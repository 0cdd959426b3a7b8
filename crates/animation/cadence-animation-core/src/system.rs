//! `AnimationSystem`: the facade hosts drive.
//!
//! Owns the entity store, the scheduler, the dispatcher picked by the
//! [`Config`], the host's [`BindingTarget`] and both listener families.
//! Every public mutation routes its events synchronously before returning:
//! store event -> data listeners -> scheduler -> (dispatcher, lifecycle
//! listeners) for each lifecycle event produced.

use crate::binding::{BindingTarget, DataBinding};
use crate::config::{Config, ProcessingMode};
use crate::dispatch::Dispatcher;
use crate::error::{AnimationError, EntityKind, Result};
use crate::events::{DataEvent, LifecycleEvent};
use crate::ids::{AnimationHandle, DataBindHandle, InstanceHandle, SplineHandle};
use crate::interp::InterpolationType;
use crate::notifier::{ChangeNotifier, SubscriptionId};
use crate::scheduler::Scheduler;
use crate::spline::{KeyShape, Spline, SplineKey};
use crate::store::{Animation, AnimationInstance, AnimationProperties, EntityStore};
use crate::time::{AnimationTime, SplineTimeStamp, TimeRange, LOOPING_LENGTH_MULTIPLIER};
use crate::value::{ValueKind, VectorComponent};

pub struct AnimationSystem<T: BindingTarget> {
    config: Config,
    store: EntityStore,
    scheduler: Scheduler,
    dispatcher: Dispatcher,
    target: T,
    data_listeners: ChangeNotifier<DataEvent>,
    lifecycle_listeners: ChangeNotifier<LifecycleEvent>,
}

impl<T: BindingTarget + Default> Default for AnimationSystem<T> {
    fn default() -> Self {
        Self::new(Config::default(), T::default())
    }
}

impl<T: BindingTarget> AnimationSystem<T> {
    pub fn new(config: Config, target: T) -> Self {
        log::debug!("animation system: {:?} processing", config.processing);
        Self {
            store: EntityStore::with_capacity(&config.capacity),
            scheduler: Scheduler::with_capacity(config.capacity.animations),
            dispatcher: Dispatcher::new(config.processing),
            target,
            data_listeners: ChangeNotifier::new(),
            lifecycle_listeners: ChangeNotifier::new(),
            config,
        }
    }

    pub fn with_target(target: T) -> Self {
        Self::new(Config::default(), target)
    }

    #[inline]
    pub fn config(&self) -> &Config {
        &self.config
    }

    #[inline]
    pub fn processing_mode(&self) -> ProcessingMode {
        self.dispatcher.mode()
    }

    #[inline]
    pub fn store(&self) -> &EntityStore {
        &self.store
    }

    #[inline]
    pub fn scheduler(&self) -> &Scheduler {
        &self.scheduler
    }

    #[inline]
    pub fn target(&self) -> &T {
        &self.target
    }

    #[inline]
    pub fn target_mut(&mut self) -> &mut T {
        &mut self.target
    }

    pub fn into_target(self) -> T {
        self.target
    }

    // ----- listeners -----

    pub fn subscribe_data<F>(&mut self, listener: F) -> SubscriptionId
    where
        F: FnMut(&DataEvent) + 'static,
    {
        self.data_listeners.subscribe(listener)
    }

    pub fn unsubscribe_data(&mut self, id: SubscriptionId) -> bool {
        self.data_listeners.unsubscribe(id)
    }

    pub fn subscribe_lifecycle<F>(&mut self, listener: F) -> SubscriptionId
    where
        F: FnMut(&LifecycleEvent) + 'static,
    {
        self.lifecycle_listeners.subscribe(listener)
    }

    pub fn unsubscribe_lifecycle(&mut self, id: SubscriptionId) -> bool {
        self.lifecycle_listeners.unsubscribe(id)
    }

    // ----- event routing -----

    fn route(&mut self) {
        for event in self.store.drain_events() {
            self.data_listeners.notify(&event);
            self.scheduler.handle_data_event(&event, &self.store);
            self.route_lifecycle();
        }
    }

    fn route_lifecycle(&mut self) {
        for event in self.scheduler.drain_events() {
            self.dispatcher
                .handle(&event, &self.store, &mut self.target);
            self.lifecycle_listeners.notify(&event);
        }
    }

    /// Run `op` against the store, then route whatever it produced. Events
    /// pushed before a failure are still delivered.
    fn mutate<R>(&mut self, op: impl FnOnce(&mut EntityStore) -> Result<R>) -> Result<R> {
        let result = op(&mut self.store);
        self.route();
        result
    }

    // ----- time -----

    /// Advance the global time cursor. Non-increasing times are ignored.
    pub fn set_time(&mut self, time: AnimationTime) {
        self.scheduler.advance_time(time);
        self.route_lifecycle();
    }

    #[inline]
    pub fn time(&self) -> AnimationTime {
        self.scheduler.time()
    }

    #[inline]
    pub fn has_active_animations(&self) -> bool {
        self.scheduler.num_active() > 0
    }

    #[inline]
    pub fn is_animation_active(&self, animation: AnimationHandle) -> bool {
        self.scheduler.is_active(animation)
    }

    #[inline]
    pub fn num_active_animations(&self) -> usize {
        self.scheduler.num_active()
    }

    // ----- splines -----

    pub fn allocate_spline(&mut self, key_shape: KeyShape, value_kind: ValueKind) -> SplineHandle {
        self.store.allocate_spline(key_shape, value_kind)
    }

    #[inline]
    pub fn spline(&self, handle: SplineHandle) -> Option<&Spline> {
        self.store.spline(handle)
    }

    pub fn remove_spline(&mut self, handle: SplineHandle) -> Result<()> {
        self.mutate(|store| store.remove_spline(handle).map(drop))
    }

    pub fn set_spline_key(
        &mut self,
        handle: SplineHandle,
        timestamp: SplineTimeStamp,
        key: SplineKey,
    ) -> Result<usize> {
        self.mutate(|store| store.set_spline_key(handle, timestamp, key))
    }

    pub fn remove_spline_key(&mut self, handle: SplineHandle, index: usize) -> Result<()> {
        self.mutate(|store| store.remove_spline_key(handle, index))
    }

    pub fn remove_spline_keys(&mut self, handle: SplineHandle) -> Result<()> {
        self.mutate(|store| store.remove_spline_keys(handle))
    }

    // ----- data bindings -----

    pub fn allocate_data_binding(&mut self, binding: DataBinding) -> DataBindHandle {
        self.store.allocate_data_binding(binding)
    }

    #[inline]
    pub fn data_binding(&self, handle: DataBindHandle) -> Option<&DataBinding> {
        self.store.data_binding(handle)
    }

    pub fn remove_data_binding(&mut self, handle: DataBindHandle) -> Result<()> {
        self.mutate(|store| store.remove_data_binding(handle).map(drop))
    }

    // ----- instances -----

    pub fn allocate_instance(
        &mut self,
        spline: SplineHandle,
        interpolation: InterpolationType,
        component: VectorComponent,
    ) -> Result<InstanceHandle> {
        self.mutate(|store| store.allocate_instance(spline, interpolation, component))
    }

    #[inline]
    pub fn instance(&self, handle: InstanceHandle) -> Option<&AnimationInstance> {
        self.store.instance(handle)
    }

    pub fn remove_instance(&mut self, handle: InstanceHandle) -> Result<()> {
        self.mutate(|store| store.remove_instance(handle).map(drop))
    }

    pub fn add_data_binding_to_instance(
        &mut self,
        instance: InstanceHandle,
        binding: DataBindHandle,
    ) -> Result<()> {
        self.mutate(|store| store.add_data_binding_to_instance(instance, binding))
    }

    // ----- animations -----

    pub fn allocate_animation(&mut self, instance: InstanceHandle) -> Result<AnimationHandle> {
        self.mutate(|store| store.allocate_animation(instance))
    }

    #[inline]
    pub fn animation(&self, handle: AnimationHandle) -> Option<&Animation> {
        self.store.animation(handle)
    }

    fn animation_copy(&self, handle: AnimationHandle) -> Result<Animation> {
        self.store
            .animation(handle)
            .copied()
            .ok_or_else(|| AnimationError::not_found(EntityKind::Animation, handle))
    }

    /// Untrack (silently) and deallocate.
    pub fn remove_animation(&mut self, handle: AnimationHandle) -> Result<()> {
        if !self.store.contains_animation(handle) {
            return Err(AnimationError::not_found(EntityKind::Animation, handle));
        }
        if self.scheduler.dequeue(handle).is_some() {
            self.dispatcher.forget(handle);
        }
        self.mutate(|store| store.remove_animation(handle).map(drop))
    }

    pub fn set_animation_time_range(
        &mut self,
        handle: AnimationHandle,
        range: TimeRange,
    ) -> Result<()> {
        self.mutate(|store| store.set_animation_time_range(handle, range))
    }

    pub fn set_animation_paused(&mut self, handle: AnimationHandle, paused: bool) -> Result<()> {
        self.mutate(|store| store.set_animation_paused(handle, paused))
    }

    /// Replace speed, loop period and flags.
    ///
    /// Turning looping on, or changing the loop period of a looping
    /// animation, resolves a zero period to the spline duration and, when a
    /// range is set, extends it to the period times
    /// [`LOOPING_LENGTH_MULTIPLIER`] from its start.
    pub fn set_animation_properties(
        &mut self,
        handle: AnimationHandle,
        mut properties: AnimationProperties,
    ) -> Result<()> {
        let anim = self.animation_copy(handle)?;
        let loop_changed = properties.flags.looping
            && (!anim.flags.looping || properties.loop_duration != anim.loop_duration);
        if !loop_changed {
            return self.mutate(|store| store.set_animation_properties(handle, properties));
        }
        if properties.loop_duration == 0 {
            properties.loop_duration = self.animation_duration_from_spline(handle)?;
        }
        self.mutate(|store| store.set_animation_properties(handle, properties))?;
        let period = properties.loop_duration;
        let (Some(start), Some(_)) = (anim.range.start, anim.range.stop) else {
            return Ok(());
        };
        if period == 0 {
            return Ok(());
        }
        let length = u64::from(period).saturating_mul(LOOPING_LENGTH_MULTIPLIER);
        let stop = start.saturating_add(length);
        log::debug!("{handle:?} loops every {period}, range extended to [{start}, {stop})");
        self.set_animation_time_range(handle, TimeRange::new(start, stop))
    }

    /// Timestamp of the last key of the animation's spline.
    pub fn animation_duration_from_spline(&self, handle: AnimationHandle) -> Result<SplineTimeStamp> {
        let anim = self.animation_copy(handle)?;
        let inst = self
            .store
            .instance(anim.instance)
            .ok_or_else(|| AnimationError::not_found(EntityKind::Instance, anim.instance))?;
        let spline = self
            .store
            .spline(inst.spline)
            .ok_or_else(|| AnimationError::not_found(EntityKind::Spline, inst.spline))?;
        Ok(spline.last_timestamp())
    }

    /// Start at `start`; the stop time follows from the spline duration, or
    /// from the loop period times [`LOOPING_LENGTH_MULTIPLIER`] for looping
    /// animations. Speed scales time inside that window.
    pub fn set_animation_start_time(
        &mut self,
        handle: AnimationHandle,
        start: AnimationTime,
    ) -> Result<()> {
        let anim = self.animation_copy(handle)?;
        let duration = self.animation_duration_from_spline(handle)?;
        let length = if anim.flags.looping {
            let period = if anim.loop_duration > 0 {
                anim.loop_duration
            } else {
                duration
            };
            u64::from(period).saturating_mul(LOOPING_LENGTH_MULTIPLIER)
        } else {
            u64::from(duration)
        };
        self.set_animation_time_range(handle, TimeRange::new(start, start.saturating_add(length)))
    }

    /// Move the stop time, keeping the current start.
    pub fn set_animation_stop_time(&mut self, handle: AnimationHandle, stop: AnimationTime) -> Result<()> {
        let anim = self.animation_copy(handle)?;
        self.set_animation_time_range(
            handle,
            TimeRange {
                start: anim.range.start,
                stop: Some(stop),
            },
        )
    }

    /// Finish an active animation now and restore the property values it
    /// found when it started. No-op for animations that are not active.
    pub fn stop_animation_and_rollback(&mut self, handle: AnimationHandle) -> Result<()> {
        let anim = self.animation_copy(handle)?;
        if !self.scheduler.is_active(handle) {
            return Ok(());
        }
        let properties = anim.properties();
        let mut rollback = properties;
        rollback.flags.apply_initial_value = true;
        self.set_animation_properties(handle, rollback)?;
        self.set_animation_stop_time(handle, self.time())?;
        self.set_animation_properties(handle, properties)
    }
}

PROBLEM DETAILS. Word for word, reproduce the listing above from its start up to and including the line that has "-> (dispatcher, lifecycle". Give only those lines.

RESPONSE TO THIS EXERCISE.
repository 0cdd959426b3a7b8
filename crates/animation/cadence-animation-core/src/system.rs
//! `AnimationSystem`: the facade hosts drive.
//!
//! Owns the entity store, the scheduler, the dispatcher picked by the
//! [`Config`], the host's [`BindingTarget`] and both listener families.
//! Every public mutation routes its events synchronously before returning:
//! store event -> data listeners -> scheduler -> (dispatcher, lifecycle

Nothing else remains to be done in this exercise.